Where a line contains the word "LoanId", copy that line from the records below.

#### Data for processing

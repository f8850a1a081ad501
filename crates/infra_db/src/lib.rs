//! Infrastructure Database Layer
//!
//! PostgreSQL persistence for the microfinance ledger, implemented with
//! SQLx over the repository pattern: concrete repository structs own a
//! connection pool handle and hide the SQL from the domain layer.
//!
//! Journal persistence is atomic - the entry header and all lines commit
//! in one transaction, with the balance invariant re-verified at this
//! layer - and the posted→reversed transition is a compare-and-swap on the
//! status column, so concurrent reversals cannot double-apply.
//!
//! # Example
//!
//! ```rust,ignore
//! use infra_db::{create_pool, DatabaseConfig, LedgerRepository};
//!
//! let pool = create_pool(DatabaseConfig::new("postgres://localhost/ledger")).await?;
//! let repo = LedgerRepository::new(pool);
//! repo.insert_entry(&entry).await?;
//! ```

pub mod error;
pub mod pool;
pub mod repositories;

pub use error::DatabaseError;
pub use pool::{create_pool, run_migrations, DatabaseConfig, DatabasePool, LedgerSettings};
pub use repositories::{AccountMovement, ChartRepository, LedgerRepository};
//! Custom test assertions
//!
//! Assertion helpers for ledger types that give more meaningful failure
//! messages than bare `assert_eq!`.

use rust_decimal::Decimal;

use core_kernel::Money;
use domain_lending::AmortizationEntry;
use domain_ledger::JournalEntry;

/// Asserts that a Money value equals an expected decimal amount exactly
pub fn assert_money_eq(actual: &Money, expected: Decimal) {
    assert_eq!(
        actual.amount(),
        expected,
        "expected {} {}, got {}",
        actual.currency(),
        expected,
        actual.amount()
    );
}

/// Asserts that an entry's debit and credit totals are exactly equal
pub fn assert_entry_balanced(entry: &JournalEntry) {
    assert_eq!(
        entry.total_debits(),
        entry.total_credits(),
        "entry {} is not balanced: debits={}, credits={}",
        entry.journal_number,
        entry.total_debits(),
        entry.total_credits()
    );
}

/// Asserts that every line carries exactly one positive side
pub fn assert_lines_one_sided(entry: &JournalEntry) {
    for line in &entry.lines {
        let debit_set = line.debit_amount.is_positive();
        let credit_set = line.credit_amount.is_positive();
        assert!(
            debit_set ^ credit_set,
            "line on {} has debit={}, credit={}",
            line.gl_code,
            line.debit_amount.amount(),
            line.credit_amount.amount()
        );
    }
}

/// Asserts that `reversal` is the exact debit/credit mirror of `original`
pub fn assert_lines_swapped(original: &JournalEntry, reversal: &JournalEntry) {
    assert_eq!(
        original.lines.len(),
        reversal.lines.len(),
        "reversal of {} has a different line count",
        original.journal_number
    );
    for (orig, rev) in original.lines.iter().zip(&reversal.lines) {
        assert_eq!(orig.gl_code, rev.gl_code, "line account mismatch");
        assert_eq!(
            orig.debit_amount.amount(),
            rev.credit_amount.amount(),
            "debit of {} not mirrored",
            orig.gl_code
        );
        assert_eq!(
            orig.credit_amount.amount(),
            rev.debit_amount.amount(),
            "credit of {} not mirrored",
            orig.gl_code
        );
    }
}

/// Asserts that a schedule fully amortizes the principal: N entries,
/// terminal balance exactly zero, principal payments summing to the
/// principal
pub fn assert_schedule_amortizes(schedule: &[AmortizationEntry], principal: Decimal) {
    let last = schedule.last().expect("schedule must not be empty");
    assert!(
        last.balance_after.is_zero(),
        "terminal balance is {}, expected 0",
        last.balance_after.amount()
    );

    let total: Decimal = schedule.iter().map(|e| e.principal_payment.amount()).sum();
    assert_eq!(
        total, principal,
        "principal payments sum to {}, expected {}",
        total, principal
    );

    let mut previous = principal;
    for entry in schedule {
        assert!(
            entry.balance_after.amount() <= previous,
            "balance increased at installment {}",
            entry.installment_number
        );
        previous = entry.balance_after.amount();
    }
}
//! Core Kernel - Foundational types and utilities for the microfinance ledger
//!
//! This crate provides the fundamental building blocks used across all domain
//! modules:
//! - Money types with precise decimal arithmetic and the system rounding policy
//! - Strongly-typed identifiers
//! - Entity lifecycle (soft-deactivation) tracking

pub mod calc;
pub mod error;
pub mod identifiers;
pub mod lifecycle;
pub mod money;

pub use error::CoreError;
pub use identifiers::{
    BranchId, ClientId, GlAccountId, GroupId, JournalEntryId, JournalLineId, LoanId,
    SavingsAccountId, StaffId, TransactionId,
};
pub use lifecycle::Lifecycle;
pub use money::{Currency, Money, MoneyError};
//! Core error types used across the system

use thiserror::Error;

use crate::money::MoneyError;

/// Core error type for the kernel
#[derive(Debug, Error)]
pub enum CoreError {
    #[error("Money error: {0}")]
    Money(#[from] MoneyError),

    #[error("Validation error: {0}")]
    Validation(String),

    #[error("Invalid state transition: {0}")]
    InvalidStateTransition(String),

    #[error("Not found: {0}")]
    NotFound(String),
}

impl CoreError {
    pub fn validation(message: impl Into<String>) -> Self {
        CoreError::Validation(message.into())
    }

    pub fn invalid_state(message: impl Into<String>) -> Self {
        CoreError::InvalidStateTransition(message.into())
    }

    pub fn not_found(message: impl Into<String>) -> Self {
        CoreError::NotFound(message.into())
    }
}
//! Journal entry and line types
//!
//! A journal entry is a balanced set of debit/credit lines recording one
//! business event. Line amounts are strongly typed: a line is either a
//! debit or a credit of a positive amount, never both and never neither.
//! Once an entry is posted its lines are immutable; the only way to offset
//! it is a compensating reversal entry.

use chrono::{DateTime, NaiveDate, Utc};
use rust_decimal::Decimal;
use serde::{Deserialize, Serialize};
use std::fmt;

use core_kernel::{
    BranchId, ClientId, Currency, GlAccountId, JournalEntryId, JournalLineId, LoanId, Money,
    SavingsAccountId, StaffId, TransactionId,
};

/// Business event tag carried by every journal entry
#[derive(Debug, Clone, Copy, PartialEq, Eq, Serialize, Deserialize)]
#[serde(rename_all = "snake_case")]
pub enum EntryType {
    LoanDisbursement,
    LoanRepayment,
    SavingsDeposit,
    SavingsWithdrawal,
    FeeCollection,
    Manual,
    Reversal,
}

impl EntryType {
    /// Returns the stable string tag used in storage and reporting
    pub fn as_str(&self) -> &'static str {
        match self {
            EntryType::LoanDisbursement => "loan_disbursement",
            EntryType::LoanRepayment => "loan_repayment",
            EntryType::SavingsDeposit => "savings_deposit",
            EntryType::SavingsWithdrawal => "savings_withdrawal",
            EntryType::FeeCollection => "fee_collection",
            EntryType::Manual => "manual",
            EntryType::Reversal => "reversal",
        }
    }

    /// System-generated entries bypass the manual-entry account restriction
    pub fn is_system_generated(&self) -> bool {
        !matches!(self, EntryType::Manual)
    }
}

impl fmt::Display for EntryType {
    fn fmt(&self, f: &mut fmt::Formatter<'_>) -> fmt::Result {
        write!(f, "{}", self.as_str())
    }
}

/// Journal entry state machine: draft → posted → reversed (terminal)
///
/// A draft that is rejected or abandoned is simply discarded; discarding is
/// not a ledger state.
#[derive(Debug, Clone, Copy, PartialEq, Eq, Serialize, Deserialize)]
#[serde(rename_all = "snake_case")]
pub enum EntryStatus {
    Draft,
    Posted,
    Reversed,
}

impl EntryStatus {
    pub fn as_str(&self) -> &'static str {
        match self {
            EntryStatus::Draft => "draft",
            EntryStatus::Posted => "posted",
            EntryStatus::Reversed => "reversed",
        }
    }
}

impl fmt::Display for EntryStatus {
    fn fmt(&self, f: &mut fmt::Formatter<'_>) -> fmt::Result {
        write!(f, "{}", self.as_str())
    }
}

/// A line amount: exactly one of debit or credit
#[derive(Debug, Clone, Copy, PartialEq, Eq, Serialize, Deserialize)]
#[serde(rename_all = "snake_case")]
pub enum LineAmount {
    Debit(Money),
    Credit(Money),
}

impl LineAmount {
    /// Returns the monetary value regardless of side
    pub fn value(&self) -> Money {
        match self {
            LineAmount::Debit(m) | LineAmount::Credit(m) => *m,
        }
    }

    pub fn is_debit(&self) -> bool {
        matches!(self, LineAmount::Debit(_))
    }
}

/// Caller-facing specification of one journal line
///
/// The engine resolves the account code against the chart of accounts and
/// validates the amount before anything is recorded.
#[derive(Debug, Clone, Serialize, Deserialize)]
pub struct LineSpec {
    pub account_code: String,
    pub amount: LineAmount,
    pub description: Option<String>,
    /// Optional client reference for sub-ledger drill-down
    pub client: Option<ClientId>,
}

impl LineSpec {
    /// Creates a debit line spec
    pub fn debit(account_code: impl Into<String>, amount: Money) -> Self {
        Self {
            account_code: account_code.into(),
            amount: LineAmount::Debit(amount),
            description: None,
            client: None,
        }
    }

    /// Creates a credit line spec
    pub fn credit(account_code: impl Into<String>, amount: Money) -> Self {
        Self {
            account_code: account_code.into(),
            amount: LineAmount::Credit(amount),
            description: None,
            client: None,
        }
    }

    /// Adds a line description
    pub fn with_description(mut self, description: impl Into<String>) -> Self {
        self.description = Some(description.into());
        self
    }

    /// Attaches a client reference
    pub fn for_client(mut self, client: ClientId) -> Self {
        self.client = Some(client);
        self
    }
}

/// A persisted journal entry line
///
/// Exactly one of `debit_amount`/`credit_amount` is positive; the other is
/// zero. Lines belong to exactly one entry and are never mutated after the
/// entry is posted.
#[derive(Debug, Clone, Serialize, Deserialize)]
pub struct JournalLine {
    pub id: JournalLineId,
    pub account_id: GlAccountId,
    pub gl_code: String,
    pub debit_amount: Money,
    pub credit_amount: Money,
    pub description: String,
    pub client: Option<ClientId>,
}

impl JournalLine {
    /// Returns the signed movement for a debit-normal account
    pub fn debit_normal_movement(&self) -> Decimal {
        self.debit_amount.amount() - self.credit_amount.amount()
    }

    /// Returns the signed movement for a credit-normal account
    pub fn credit_normal_movement(&self) -> Decimal {
        self.credit_amount.amount() - self.debit_amount.amount()
    }
}

/// A journal entry: header plus its lines
#[derive(Debug, Clone, Serialize, Deserialize)]
pub struct JournalEntry {
    pub id: JournalEntryId,
    /// Sequential, unique: JE-YYYYMMDD-NNNNNN
    pub journal_number: String,
    pub entry_type: EntryType,
    pub status: EntryStatus,
    pub transaction_date: NaiveDate,
    /// Set when the entry is posted (locked)
    pub posting_date: Option<NaiveDate>,
    pub branch: BranchId,
    pub description: String,
    /// External reference supplied by the caller (also the idempotency key)
    pub reference_number: Option<String>,
    /// Source transaction, when system-generated
    pub transaction: Option<TransactionId>,
    pub loan: Option<LoanId>,
    pub savings_account: Option<SavingsAccountId>,
    pub created_by: StaffId,
    pub created_at: DateTime<Utc>,
    pub posted_by: Option<StaffId>,
    pub posted_at: Option<DateTime<Utc>>,
    /// For reversal entries: the entry being reversed
    pub reversal_of: Option<JournalEntryId>,
    pub lines: Vec<JournalLine>,
}

impl JournalEntry {
    /// Sums the debit amounts across all lines
    pub fn total_debits(&self) -> Decimal {
        self.lines.iter().map(|l| l.debit_amount.amount()).sum()
    }

    /// Sums the credit amounts across all lines
    pub fn total_credits(&self) -> Decimal {
        self.lines.iter().map(|l| l.credit_amount.amount()).sum()
    }

    /// Exact decimal equality of debit and credit totals - no epsilon
    pub fn is_balanced(&self) -> bool {
        self.total_debits() == self.total_credits()
    }

    /// The entry currency, taken from its first line
    pub fn currency(&self) -> Currency {
        self.lines
            .first()
            .map(|l| l.debit_amount.currency())
            .unwrap_or_default()
    }
}

impl fmt::Display for JournalEntry {
    fn fmt(&self, f: &mut fmt::Formatter<'_>) -> fmt::Result {
        write!(f, "{} - {}", self.journal_number, self.transaction_date)
    }
}

/// Input for creating a journal entry
///
/// Built incrementally, then handed to the engine which validates and
/// records it as one atomic operation.
#[derive(Debug, Clone)]
pub struct EntryDraft {
    pub entry_type: EntryType,
    pub transaction_date: NaiveDate,
    pub branch: BranchId,
    pub description: String,
    pub created_by: StaffId,
    pub reference_number: Option<String>,
    pub transaction: Option<TransactionId>,
    pub loan: Option<LoanId>,
    pub savings_account: Option<SavingsAccountId>,
    pub reversal_of: Option<JournalEntryId>,
    pub lines: Vec<LineSpec>,
    pub auto_post: bool,
}

impl EntryDraft {
    /// Creates a draft; system-generated entry types auto-post by default,
    /// manual entries await approval
    pub fn new(
        entry_type: EntryType,
        transaction_date: NaiveDate,
        branch: BranchId,
        description: impl Into<String>,
        created_by: StaffId,
    ) -> Self {
        Self {
            entry_type,
            transaction_date,
            branch,
            description: description.into(),
            created_by,
            reference_number: None,
            transaction: None,
            loan: None,
            savings_account: None,
            reversal_of: None,
            lines: Vec::new(),
            auto_post: entry_type.is_system_generated(),
        }
    }

    /// Adds a line
    pub fn line(mut self, spec: LineSpec) -> Self {
        self.lines.push(spec);
        self
    }

    /// Sets the external reference number
    pub fn with_reference(mut self, reference: impl Into<String>) -> Self {
        self.reference_number = Some(reference.into());
        self
    }

    /// Links the originating business transaction
    pub fn for_transaction(mut self, transaction: TransactionId) -> Self {
        self.transaction = Some(transaction);
        self
    }

    /// Links the originating loan
    pub fn for_loan(mut self, loan: LoanId) -> Self {
        self.loan = Some(loan);
        self
    }

    /// Links the originating savings account
    pub fn for_savings(mut self, savings: SavingsAccountId) -> Self {
        self.savings_account = Some(savings);
        self
    }

    /// Overrides the auto-post behavior
    pub fn auto_post(mut self, auto_post: bool) -> Self {
        self.auto_post = auto_post;
        self
    }
}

########

_Solved problem_
    BranchId, ClientId, GlAccountId, GroupId, JournalEntryId, JournalLineId, LoanId,
    BranchId, ClientId, Currency, GlAccountId, JournalEntryId, JournalLineId, LoanId, Money,
    pub loan: Option<LoanId>,
    pub loan: Option<LoanId>,
    pub fn for_loan(mut self, loan: LoanId) -> Self {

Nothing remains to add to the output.